Nadat op zaterdag IndyCar-coureur Graham Rahal al zijn kritiek uitte op de FIA en het superlicentie-systeem, komt een andere IndyCar-coureur ook op voor Colton Herta. Alexander Rossi weet zelf hoe ingewikkeld het superlicentie-systeem is, want hij reed in 2015 vijf races voor Manor. Herta kan volgend jaar niet deelnemen aan de F1, wat waarschijnlijk wel gebeurd was als hij een superlicentie in bezit had. In de IndyCar is er verontwaardigd gereageerd op het nieuws, omdat ze daar de Amerikaanse raceklasse gelijk zien aan de Formule 1. Rossi kan als geen ander vertellen hoe de twee raceklasses vergelijken met elkaar.

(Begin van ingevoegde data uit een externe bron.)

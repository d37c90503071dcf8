mod config;
mod error;
mod output;

use std::path::{Path, PathBuf};

use clap::{Parser, Subcommand};
use hydrazine_core::{
    BuildPayload, Chart, ChartOptions, LoadoutBuild, MissionRequest, NameResolver, OfflineLibrary,
    Priority, RecommendationService, ShipCatalog, decode_build,
};
use hydrazine_openrouter::{GenerationParams, OpenRouterClient};
use tracing::{debug, info};
use tracing_subscriber::EnvFilter;

use crate::config::{Config, load_config};
use crate::error::HydError;
use crate::output::{OutputFormat, render_chart, render_locations, render_ships};

#[derive(Parser)]
#[command(name = "hyd")]
#[command(about = "Ship loadout and shopping route planner for the Stanton system", long_about = None)]
struct Cli {
    /// Output format: text, json or yaml
    #[arg(long, global = true, default_value = "text")]
    format: OutputFormat,

    /// Topology JSON replacing the built-in Stanton map
    #[arg(long, global = true)]
    topology: Option<PathBuf>,

    /// Log debug output to stderr
    #[arg(short, long, global = true)]
    verbose: bool,

    #[command(subcommand)]
    command: Command,
}

#[derive(Subcommand)]
enum Command {
    /// List ships, optionally filtered by name, manufacturer or focus
    Ships {
        query: Option<String>,
    },

    /// Search locations by name or id
    Locations {
        query: String,

        /// Maximum number of results
        #[arg(long, default_value = "8")]
        limit: usize,
    },

    /// Show which node each text resolves to
    Resolve {
        #[arg(required = true)]
        texts: Vec<String>,
    },

    /// Lay out a saved build (JSON) on the map
    Chart {
        build: PathBuf,

        /// Curve samples per spline segment
        #[arg(long, default_value = "12")]
        samples: usize,
    },

    /// Request a build and lay it out on the map
    Recommend {
        /// What the ship should be good at
        #[arg(short, long)]
        intent: String,

        /// Ship to configure (any ship when omitted)
        #[arg(short, long)]
        ship: Option<String>,

        /// Where the route starts
        #[arg(long)]
        start: Option<String>,

        /// Route optimisation: shortest or cheapest
        #[arg(long, default_value = "shortest")]
        priority: Priority,

        /// Use the pre-generated build library instead of the online service
        #[arg(long)]
        offline: bool,

        /// Offline build library (JSON array of builds)
        #[arg(long)]
        library: Option<PathBuf>,

        /// Model to use
        #[arg(short, long)]
        model: Option<String>,
    },
}

fn init_tracing(verbose: bool) {
    let default = if verbose { "debug" } else { "warn" };
    let filter = EnvFilter::try_from_default_env().unwrap_or_else(|_| EnvFilter::new(default));
    tracing_subscriber::fmt()
        .with_env_filter(filter)
        .with_writer(std::io::stderr)
        .init();
}

#[tokio::main]
async fn main() -> anyhow::Result<()> {
    let cli = Cli::parse();
    init_tracing(cli.verbose);

    let config = load_config();
    let topology = config.topology(cli.topology)?;

    let out = match cli.command {
        Command::Ships { query } => {
            let catalog = ShipCatalog::builtin();
            let ships = catalog.search(query.as_deref().unwrap_or(""));
            render_ships(&ships, cli.format)?
        }
        Command::Locations { query, limit } => {
            render_locations(&topology.search(&query, limit), cli.format)?
        }
        Command::Resolve { texts } => {
            let resolver = NameResolver::new(&topology);
            let mut out = String::new();
            for text in &texts {
                match resolver.resolve(text) {
                    Some(node) => out.push_str(&format!("{:?} -> {} ({})\n", text, node.id, node.name)),
                    None => out.push_str(&format!("{:?} -> not found\n", text)),
                }
            }
            out
        }
        Command::Chart { build, samples } => {
            let build = read_build(&build)?;
            let options = ChartOptions {
                samples_per_segment: samples,
                ..ChartOptions::default()
            };
            let chart = Chart::for_build(&topology, &build, options);
            render_chart(&chart, Some(&build), cli.format)?
        }
        Command::Recommend {
            intent,
            ship,
            start,
            priority,
            offline,
            library,
            model,
        } => {
            let request = MissionRequest {
                ship_name: ship,
                intent,
                start_location: config.start_location(start),
                priority,
            };

            let build = if offline || config.offline {
                let path = config.offline_library(library)?;
                let library = OfflineLibrary::load(&path)?;
                request_build(&library, &request).await?
            } else {
                let client = online_client(&config, model)?;
                request_build(&client, &request).await?
            };

            let chart = Chart::for_build(&topology, &build, ChartOptions::default());
            render_chart(&chart, Some(&build), cli.format)?
        }
    };

    print!("{}", out);
    Ok(())
}

fn online_client(config: &Config, model: Option<String>) -> Result<OpenRouterClient, HydError> {
    let client = match &config.base_url {
        // Local servers usually run without a key.
        Some(base_url) => OpenRouterClient::with_base_url(config.api_key().unwrap_or_default(), base_url),
        None => OpenRouterClient::new(config.api_key()?),
    };
    let client = client.params(GenerationParams::from(&config.generation));
    Ok(match model.or_else(|| config.model.clone()) {
        Some(model) => client.model(model),
        None => client,
    })
}

async fn request_build<S>(service: &S, request: &MissionRequest) -> Result<LoadoutBuild, HydError>
where
    S: RecommendationService,
    HydError: From<S::Error>,
{
    info!(intent = %request.intent, start = %request.start_location, priority = %request.priority, "requesting build");
    let build = service.recommend(request).await?;
    debug!(components = build.components.len(), stops = build.route.len(), "received build");
    Ok(build)
}

fn read_build(path: &Path) -> Result<LoadoutBuild, HydError> {
    let text = std::fs::read_to_string(path).map_err(|source| HydError::Read {
        path: path.to_path_buf(),
        source,
    })?;
    match decode_build(&text) {
        BuildPayload::Decoded(build) => Ok(build),
        BuildPayload::Malformed { diagnostic } => Err(HydError::MalformedBuild {
            path: path.to_path_buf(),
            diagnostic,
        }),
    }
}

Na zijn jaar in Manor in 2015 verkaste hij naar Andretti Autosport en won daar direct de Indy 500. Nu de superlicentie-discussie oplaait, voelt hij dat hij er iets over kwijt moet. “Ik heb lang genoeg mijn mond gehouden. De hele reden (van de superlicentie) was om te voorkomen dat mensen zichzelf in de Formule 1 zouden kopen en om talenten gemotiveerd te houden.”
“Dat is goed, ik denk dat we allemaal kunnen bevestigen dat Colton het talent heeft om in de F1 te rijden. Hij moet die kans krijgen als hem dat aangeboden wordt. Punt.” Door een gebrek aan superlicentie-punten moet hij nu die kans aan zich voorbij laten gaan. “Ik denk dat het fundamentele probleem ligt bij het sportieve element, wat vaak ondergewaardeerd wordt aan de businesskant.”
Wat Rossi hiermee bedoeld, is dat ze in de F1 de regels ingesteld hebben om ‘pay-drivers’ in F1 te voorkomen, maar dat het de verkeerde manier is om dat fenomeen tegen te houden. “Uiteindelijk hebben deze beslissingen ervoor gezorgd dat Colton de kans mist om zelf de keuze te maken of hij zijn carrière om wil gooien en in F1 wil rijden. Punten op een licentie mogen dat niet bepalen.”